Stations carried on Switch Scotland include relays of local FM/MW services and also of stations only available in that area on DAB. Many of the DAB-only stations are relays of programmes from other areas: Gold, Xfm and Heart originate in London and Kerrang! Radio in Birmingham.

Prior to Smooth Radio parent GMG Radio taking over the former Saga 105.2, the regional multiplex carried a relay of 102.2 Smooth Radio from London, with Glasgow-based Saga on the Glasgow and Edinburgh local multiplexes (in Edinburgh, the Glasgow service was relayed in place of the defunct Saga Digital.) After the Saga-Smooth changeover, Smooth London on the regional multiplex gave way to a relay of Glasgow's Smooth, and the ex-Saga slot on the local multiplexes was used by the GMG-owned jazzfm.com; in Glasgow this later became the new Jazz FM (UK), but in Edinburgh this slot was then used to relay another GMG-owned Glasgow-based station, 96.3 Rock Radio, instead.

Two more recent changes to services on this multiplex had both been actioned by Global Radio: the removal of rock station The Arrow in favour of a relay of the London version of Gold, and the relaunch of Xfm Scotland as Galaxy (which resulted in a change to the DAB arrangement, which had been carrying Xfm Scotland and Yorkshire-based Galaxy Digital, and changed to carrying Xfm London and Galaxy Scotland).
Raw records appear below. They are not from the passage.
impl SignalingService for SignalingHub {
    fn on_connect(&self, connection_id: ConnectionId, outbound: Outbound) -> Result<()> {
        if self.is_shutdown() {
            return Err(Error::ResourceExhausted("Hub is shutting down".into()));
        }
        self.pool.acquire(connection_id.clone(), outbound)?.commit()?;
        self.pool.send(&connection_id, ServerEvent::welcome(connection_id.as_str()));
        info!(
            connection_id = %connection_id,
            active_connections = self.pool.active_count(),
            "Connection registered"
        );
        Ok(())
    }

    fn on_disconnect(&self, connection_id: &ConnectionId) {
        let Some(released) = self.pool.release(connection_id) else {
            debug!(connection_id = %connection_id, "Disconnect for unknown connection");
            return;
        };

        if let Some(session_id) = &released.session_id {
            self.depart(connection_id, session_id, Some(released.username));
        }
        info!(
            connection_id = %connection_id,
            duration = ?released.connected_for,
            active_connections = self.pool.active_count(),
            "Connection unregistered"
        );
    }

    fn join_session(
        &self,
        connection_id: &ConnectionId,
        session_id: SessionId,
        username: String,
    ) -> Result<()> {
        let Some(record) = self.pool.get(connection_id) else {
            debug!(connection_id = %connection_id, "Join from unknown connection");
            return Ok(());
        };

        let current = record.lock().session_id.clone();
        if let Some(current) = current.filter(|s| s != &session_id) {
            self.depart(connection_id, &current, None);
        }

        let outcome = self.sessions.join(&session_id, connection_id)?;
        let relay_eligible = {
            let mut record = record.lock();
            record.session_id = Some(session_id.clone());
            record.username.clear();
            record.username.push_str(&username);
            record.touch();
            record.relay_eligible
        };

        if outcome.rejoined {
            self.mesh.touch(connection_id);
            debug!(
                connection_id = %connection_id,
                session_id = %session_id,
                "Connection rejoined session"
            );
            return Ok(());
        }

        let capabilities = PeerCapabilities {
            can_relay: relay_eligible,
            ..Default::default()
        };
        self.mesh
            .add_peer(connection_id.clone(), session_id.clone(), capabilities);
        self.sync_relays(&session_id);

        // a disconnect that released the record before this point saw no session
        if !self.pool.contains(connection_id) {
            self.abandon_join(connection_id, &session_id);
            return Ok(());
        }

        let event = ServerEvent::new(Kind::UserJoined(PeerNotice {
            username,
            connection_id: connection_id.to_string(),
        }));
        let others = self
            .sessions
            .members(&session_id)
            .into_iter()
            .filter(|id| id != connection_id);
        self.notify(others, &event);

        info!(
            connection_id = %connection_id,
            session_id = %session_id,
            member_count = outcome.member_count,
            created = outcome.created,
            "Connection joined session"
        );
        Ok(())
    }

    fn leave_session(&self, connection_id: &ConnectionId, session_id: &SessionId) -> Result<()> {
        if !self.pool.touch(connection_id) {
            debug!(connection_id = %connection_id, "Leave from unknown connection");
            return Ok(());
        }
        self.depart(connection_id, session_id, None);
        Ok(())
    }

    fn send_signal(
        &self,
        source: &ConnectionId,
        target: &ConnectionId,
        payload: Bytes,
    ) -> Result<usize> {
        self.check_payload(&payload)?;
        if !self.pool.touch(source) {
            debug!(connection_id = %source, "Signal from unknown connection");
            return Ok(0);
        }

        let event = ServerEvent::new(Kind::ReceiveSignal(Signal {
            source_connection_id: source.to_string(),
            payload,
        }));
        Ok(usize::from(self.pool.send(target, event)))
    }

    fn broadcast_signal(
        &self,
        source: &ConnectionId,
        session_id: &SessionId,
        payload: Bytes,
    ) -> Result<usize> {
        self.check_payload(&payload)?;
        if !self.pool.touch(source) {
            debug!(connection_id = %source, "Broadcast from unknown connection");
            return Ok(0);
        }
        let Some(session) = self.sessions.get(session_id) else {
            debug!(session_id = %session_id, "Broadcast to unknown session");
            return Ok(0);
        };
        if !session.contains(source) {
            debug!(
                connection_id = %source,
                session_id = %session_id,
                "Broadcast from a non-member"
            );
            return Ok(0);
        }

        let signal = Signal {
            source_connection_id: source.to_string(),
            payload,
        };

        if session.member_count() >= self.relay_threshold {
            let relays: Vec<ConnectionId> = session
                .relay_nodes()
                .into_iter()
                .filter(|id| id != source)
                .collect();
            if !relays.is_empty() {
                let event = ServerEvent::new(Kind::RelaySignal(signal));
                return Ok(self.notify(relays, &event));
            }
            warn!(
                session_id = %session_id,
                member_count = session.member_count(),
                "No relay nodes elected, delivering broadcast directly"
            );
        }

        let event = ServerEvent::new(Kind::ReceiveSignal(signal));
        let others = session.members().into_iter().filter(|id| id != source);
        Ok(self.notify(others, &event))
    }

    fn heartbeat(&self, connection_id: &ConnectionId) {
        if self.pool.touch(connection_id) {
            self.mesh.touch(connection_id);
        } else {
            debug!(connection_id = %connection_id, "Heartbeat from unknown connection");
        }
    }

    fn set_relay_capability(&self, connection_id: &ConnectionId, can_relay: bool) -> Result<()> {
        let Some(record) = self.pool.get(connection_id) else {
            debug!(connection_id = %connection_id, "Relay capability for unknown connection");
            return Ok(());
        };
        {
            let mut record = record.lock();
            record.relay_eligible = can_relay;
            record.touch();
        }

        if self.mesh.set_relay_capability(connection_id, can_relay).is_some() {
            if let Some(session_id) = self.mesh.session_of(connection_id) {
                self.sync_relays(&session_id);
            }
        }
        debug!(connection_id = %connection_id, can_relay, "Relay capability updated");
        Ok(())
    }

    fn update_peer_latency(
        &self,
        connection_id: &ConnectionId,
        target: ConnectionId,
        latency_ms: u32,
    ) -> Result<()> {
        if !self.pool.touch(connection_id) {
            debug!(connection_id = %connection_id, "Latency report from unknown connection");
            return Ok(());
        }
        self.mesh.update_peer_latency(connection_id, target, latency_ms);
        Ok(())
    }

    fn session_stats(&self, session_id: &SessionId) -> SessionStats {
        self.sessions.stats(session_id).unwrap_or_else(|| SessionStats {
            session_id: session_id.clone(),
            connection_count: 0,
            relay_node_count: 0,
        })
    }

    fn global_stats(&self) -> GlobalStats {
        let pool = self.pool.stats();
        GlobalStats {
            total_connections: pool.active,
            total_sessions: self.sessions.session_count(),
            memory_usage_bytes: pool.memory_usage_bytes,
            pooled_available: pool.available,
            mesh_sessions: self.mesh.session_count(),
            mesh_peers: self.mesh.peer_count(),
        }
    }

    fn routing_path(&self, connection_id: &ConnectionId) -> RoutingPath {
        self.pool.touch(connection_id);
        self.mesh
            .routing_path(connection_id)
            .unwrap_or_else(RoutingPath::empty)
    }

    fn topology_stats(&self, session_id: &SessionId) -> TopologyStats {
        self.mesh
            .topology_stats(session_id)
            .unwrap_or_else(|| TopologyStats {
                session_id: session_id.clone(),
                total_nodes: 0,
                relay_nodes: 0,
                average_latency_ms: 0.0,
                strategy: RoutingStrategy::FullMesh,
            })
    }
}
//! runParameters — One axis of a build matrix.

use serde::{Deserialize, Serialize};

#[derive(Debug, Clone, Default, PartialEq, Eq, Serialize, Deserialize)]
pub struct MatrixParameter {
    pub key: String,
    pub value: String,
}

impl MatrixParameter {
    pub fn new(key: impl Into<String>, value: impl Into<String>) -> Self {
        Self {
            key: key.into(),
            value: value.into(),
        }
    }
}
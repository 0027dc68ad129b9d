//! Error types for build-info assembly and documents.

use std::fmt;

/// The fields a build cannot be recorded without.
#[derive(Debug, Clone, Copy, PartialEq, Eq, Hash)]
pub enum RequiredField {
    Name,
    Number,
    Started,
}

impl RequiredField {
    /// Checked in this order; the first blank one is reported.
    pub const ALL: [RequiredField; 3] = [Self::Name, Self::Number, Self::Started];

    pub fn as_str(&self) -> &'static str {
        match self {
            Self::Name => "name",
            Self::Number => "number",
            Self::Started => "started",
        }
    }
}

impl fmt::Display for RequiredField {
    fn fmt(&self, f: &mut fmt::Formatter<'_>) -> fmt::Result {
        let message = match self {
            Self::Name => "Build must have a name",
            Self::Number => "Build number must be set",
            Self::Started => "Build start time must be set",
        };
        f.write_str(message)
    }
}

#[derive(Debug, thiserror::Error)]
pub enum BuildInfoError {
    /// A required field is missing or blank.
    #[error("{0}")]
    Invalid(RequiredField),

    #[error("invalid build start time {value:?}: {source}")]
    StartedFormat {
        value: String,
        #[source]
        source: chrono::ParseError,
    },

    #[error("build-info document: {0}")]
    Json(#[from] serde_json::Error),
}

impl BuildInfoError {
    /// The missing field, when this is a validation failure.
    pub fn missing_field(&self) -> Option<RequiredField> {
        match self {
            Self::Invalid(field) => Some(*field),
            _ => None,
        }
    }
}

pub type Result<T> = std::result::Result<T, BuildInfoError>;

#[cfg(test)]
mod tests {
    use super::*;

    #[test]
    fn test_invalid_messages() {
        assert_eq!(
            BuildInfoError::Invalid(RequiredField::Name).to_string(),
            "Build must have a name"
        );
        assert_eq!(
            BuildInfoError::Invalid(RequiredField::Number).to_string(),
            "Build number must be set"
        );
        assert_eq!(
            BuildInfoError::Invalid(RequiredField::Started).to_string(),
            "Build start time must be set"
        );
    }

    #[test]
    fn test_missing_field() {
        let err = BuildInfoError::Invalid(RequiredField::Started);
        assert_eq!(err.missing_field(), Some(RequiredField::Started));
        assert_eq!(RequiredField::Started.as_str(), "started");
    }
}
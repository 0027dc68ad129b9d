//! Fluent assembly of [`BuildInfo`] records.

use std::collections::BTreeMap;
use std::fmt;
use std::sync::{Mutex, MutexGuard, OnceLock, PoisonError};

use chrono::{DateTime, TimeZone};

use crate::error::{BuildInfoError, Result};
use crate::models::agent::{Agent, BuildAgent};
use crate::models::build::{check_required, format_started, is_blank, BuildInfo};
use crate::models::issues::Issues;
use crate::models::matrix::MatrixParameter;
use crate::models::module::Module;
use crate::models::retention::BuildRetention;
use crate::models::status::PromotionStatus;
use crate::models::vcs::Vcs;
use crate::models::Properties;

/// Modules keyed by their id.
pub type ModuleMap = BTreeMap<String, Module>;

/// Collects the attributes of one build and produces [`BuildInfo`] records.
///
/// Setters take and return the builder by value so calls chain:
///
/// ```
/// use build_info::BuildInfoBuilder;
///
/// let build = BuildInfoBuilder::new("app")
///     .number("17")
///     .started("2024-01-01T00:00:00.000Z")
///     .build()
///     .unwrap();
/// assert_eq!(build.number, "17");
/// ```
///
/// [`build`](Self::build) only borrows, so a builder can be refined and
/// built again. Modules can also be added through a shared reference with
/// [`insert_module`](Self::insert_module), from several threads at once.
#[derive(Default)]
pub struct BuildInfoBuilder {
    version: Option<String>,
    name: Option<String>,
    number: Option<String>,
    started: Option<String>,
    started_millis: i64,
    project: Option<String>,
    artifactory_plugin_version: Option<String>,
    agent: Option<Agent>,
    build_agent: Option<BuildAgent>,
    duration_millis: i64,
    principal: Option<String>,
    artifactory_principal: Option<String>,
    url: Option<String>,
    parent_name: Option<String>,
    parent_number: Option<String>,
    vcs: Vec<Vcs>,
    vcs_revision: Option<String>,
    vcs_url: Option<String>,
    run_parameters: Option<Vec<MatrixParameter>>,
    modules: OnceLock<Mutex<ModuleMap>>,
    statuses: Option<Vec<PromotionStatus>>,
    properties: Option<Properties>,
    build_retention: Option<BuildRetention>,
    issues: Option<Issues>,
}
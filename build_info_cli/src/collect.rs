//! Maps collector configuration and flags onto a build-info record.

use std::path::PathBuf;

use anyhow::Context;
use build_info::{
    Agent, BuildAgent, BuildInfo, BuildInfoBuilder, BuildRetention, Module, Vcs,
};
use chrono::Utc;

use crate::config::CollectConfig;

/// Command-line additions to the environment configuration.
#[derive(Debug, Default)]
pub struct CollectArgs {
    pub name: Option<String>,
    pub number: Option<String>,
    pub properties: Vec<(String, String)>,
    pub module_files: Vec<PathBuf>,
}

/// Parse a `KEY=VALUE` flag.
pub fn parse_property(raw: &str) -> Result<(String, String), String> {
    match raw.split_once('=') {
        Some((key, value)) if !key.trim().is_empty() => {
            Ok((key.trim().to_string(), value.to_string()))
        }
        _ => Err(format!("expected KEY=VALUE, got {raw:?}")),
    }
}

pub fn builder_from(config: &CollectConfig, args: &CollectArgs) -> anyhow::Result<BuildInfoBuilder> {
    let name = args.name.clone().unwrap_or_else(|| config.name.clone());
    let number = args.number.clone().unwrap_or_else(|| config.number.clone());

    let mut builder = BuildInfoBuilder::new(name).number(number);

    builder = match &config.started {
        Some(started) => {
            let at = build_info::parse_started(started)?;
            builder.started(started.clone()).started_millis(at.timestamp_millis())
        }
        None => builder.started_date(&Utc::now()),
    };

    if let Some(url) = &config.url {
        builder = builder.url(url.clone());
    }
    if let Some(project) = &config.project {
        builder = builder.project(project.clone());
    }
    if let Some(principal) = &config.principal {
        builder = builder.principal(principal.clone());
    }
    if let Some(parent_name) = &config.parent_name {
        builder = builder.parent_name(parent_name.clone());
    }
    if let Some(parent_number) = &config.parent_number {
        builder = builder.parent_number(parent_number.clone());
    }
    if let Some((name, version)) = &config.build_agent {
        builder = builder.build_agent(BuildAgent {
            name: name.clone(),
            version: version.clone(),
        });
    }
    if let Some((name, version)) = &config.ci_agent {
        builder = builder.agent(Agent {
            name: name.clone(),
            version: version.clone(),
        });
    }
    if let Some(count) = config.retention_count {
        builder = builder.build_retention(BuildRetention::keep_last(count));
    }

    if config.vcs_url.is_some() || config.vcs_revision.is_some() {
        builder = builder.vcs(vec![Vcs {
            url: config.vcs_url.clone(),
            revision: config.vcs_revision.clone(),
            branch: config.vcs_branch.clone(),
            message: config.vcs_message.clone(),
        }]);
    }

    for (key, value) in &args.properties {
        builder = builder.add_property(key.clone(), value.clone());
    }

    for path in &args.module_files {
        let raw = std::fs::read_to_string(path)
            .with_context(|| format!("reading module file {}", path.display()))?;
        let module: Module = serde_json::from_str(&raw)
            .with_context(|| format!("parsing module file {}", path.display()))?;
        tracing::debug!(module = %module.id, path = %path.display(), "Module loaded");
        builder = builder.add_module(module);
    }

    Ok(builder)
}

pub fn collect(config: &CollectConfig, args: &CollectArgs) -> anyhow::Result<BuildInfo> {
    let build = builder_from(config, args)?.build()?;
    tracing::info!(
        name = %build.name,
        number = %build.number,
        "Build-info collected"
    );
    Ok(build)
}
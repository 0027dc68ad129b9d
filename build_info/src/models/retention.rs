//! buildRetention — How many builds (and which) the repository keeps.

use chrono::{DateTime, Utc};
use serde::{Deserialize, Serialize};

#[derive(Debug, Clone, PartialEq, Eq, Serialize, Deserialize)]
#[serde(rename_all = "camelCase")]
pub struct BuildRetention {
    /// Number of builds to keep; `-1` keeps all of them.
    pub count: i32,
    pub delete_build_artifacts: bool,
    #[serde(default, skip_serializing_if = "Vec::is_empty")]
    pub build_numbers_not_to_be_discarded: Vec<String>,
    #[serde(default, skip_serializing_if = "Option::is_none")]
    pub minimum_build_date: Option<DateTime<Utc>>,
}

impl Default for BuildRetention {
    fn default() -> Self {
        Self {
            count: -1,
            delete_build_artifacts: false,
            build_numbers_not_to_be_discarded: Vec::new(),
            minimum_build_date: None,
        }
    }
}

impl BuildRetention {
    pub fn keep_last(count: i32) -> Self {
        Self {
            count,
            ..Self::default()
        }
    }

    pub fn is_unlimited(&self) -> bool {
        self.count < 0 && self.minimum_build_date.is_none()
    }
}
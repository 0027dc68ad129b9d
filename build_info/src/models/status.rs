//! statuses — Promotion of a build through a release stage.

use serde::{Deserialize, Serialize};

#[derive(Debug, Clone, Default, PartialEq, Eq, Serialize, Deserialize)]
#[serde(rename_all = "camelCase")]
pub struct PromotionStatus {
    /// Stage reached, e.g. `staged`, `released`, `rolled-back`.
    pub status: String,
    #[serde(default, skip_serializing_if = "Option::is_none")]
    pub comment: Option<String>,
    #[serde(default, skip_serializing_if = "Option::is_none")]
    pub repository: Option<String>,
    /// Promotion time, in the build-info started format.
    pub timestamp: String,
    #[serde(default, skip_serializing_if = "Option::is_none")]
    pub user: Option<String>,
    #[serde(default, skip_serializing_if = "Option::is_none")]
    pub ci_user: Option<String>,
}

impl PromotionStatus {
    pub fn new(status: impl Into<String>, timestamp: impl Into<String>) -> Self {
        Self {
            status: status.into(),
            timestamp: timestamp.into(),
            ..Self::default()
        }
    }
}
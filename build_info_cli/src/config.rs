//! Collector configuration — loaded from CI environment variables.

use std::collections::HashMap;

#[derive(Clone, Debug, Default, PartialEq, Eq)]
pub struct CollectConfig {
    /// Build name (`BUILD_NAME`).
    pub name: String,
    /// Build number (`BUILD_NUMBER`).
    pub number: String,
    /// Start time in the build-info format (`BUILD_STARTED`); now when unset.
    pub started: Option<String>,
    pub url: Option<String>,
    pub project: Option<String>,
    pub principal: Option<String>,
    pub parent_name: Option<String>,
    pub parent_number: Option<String>,
    /// Build tool name and version (`BUILD_AGENT_NAME`, `BUILD_AGENT_VERSION`).
    pub build_agent: Option<(String, Option<String>)>,
    /// CI server name and version (`CI_AGENT_NAME`, `CI_AGENT_VERSION`).
    pub ci_agent: Option<(String, Option<String>)>,
    pub vcs_url: Option<String>,
    pub vcs_revision: Option<String>,
    pub vcs_branch: Option<String>,
    pub vcs_message: Option<String>,
    /// Number of builds the repository keeps (`BUILD_RETENTION_COUNT`).
    pub retention_count: Option<i32>,
}

impl CollectConfig {
    pub fn from_env() -> Self {
        Self::from_vars(std::env::vars().collect())
    }

    pub fn from_vars(vars: HashMap<String, String>) -> Self {
        let get = |key: &str| vars.get(key).filter(|v| !v.trim().is_empty()).cloned();
        let pair = |name: &str, version: &str| get(name).map(|n| (n, get(version)));

        let name = get("BUILD_NAME").unwrap_or_default();
        let number = get("BUILD_NUMBER").unwrap_or_default();
        let retention_count = get("BUILD_RETENTION_COUNT").and_then(|s| s.parse().ok());

        if name.is_empty() {
            tracing::warn!("BUILD_NAME not set -- pass --name or the build will be rejected");
        }
        if number.is_empty() {
            tracing::warn!("BUILD_NUMBER not set -- pass --number or the build will be rejected");
        }

        Self {
            name,
            number,
            started: get("BUILD_STARTED"),
            url: get("BUILD_URL"),
            project: get("BUILD_PROJECT"),
            principal: get("BUILD_PRINCIPAL"),
            parent_name: get("BUILD_PARENT_NAME"),
            parent_number: get("BUILD_PARENT_NUMBER"),
            build_agent: pair("BUILD_AGENT_NAME", "BUILD_AGENT_VERSION"),
            ci_agent: pair("CI_AGENT_NAME", "CI_AGENT_VERSION"),
            vcs_url: get("VCS_URL"),
            vcs_revision: get("VCS_REVISION"),
            vcs_branch: get("VCS_BRANCH"),
            vcs_message: get("VCS_MESSAGE"),
            retention_count,
        }
    }
}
Following the merger of Galaxy into the Capital network in January 2011, Galaxy Scotland was rebranded as Capital Scotland.

Following the relocation of Jazz FM to the Digital One multiplex, and the relaunch of Manchester's Rock Radio as 106.1 Real Radio XS, GMG made changes to their station lineup on DAB in Scotland. Smooth Radio (Glasgow) was removed from the regional multiplex and rolled down to the Glasgow local multiplex, which also continues to carry 96.3 Real Radio XS. Programme sharing between the Manchester and Glasgow rock stations ceased as GMG were initially proposing to sell the Glasgow station (though this plan was later abandoned). The ex-Smooth slot on the Central Scotland multiplex was then taken up by the Manchester-based Real XS. The ultimate aim of these changes appears to be to continue carriage of the Glasgow-area local FM franchises of Real XS and Smooth to the Glasgow DAB multiplex, whilst providing listeners in Edinburgh and elsewhere with access to the network versions of the stations.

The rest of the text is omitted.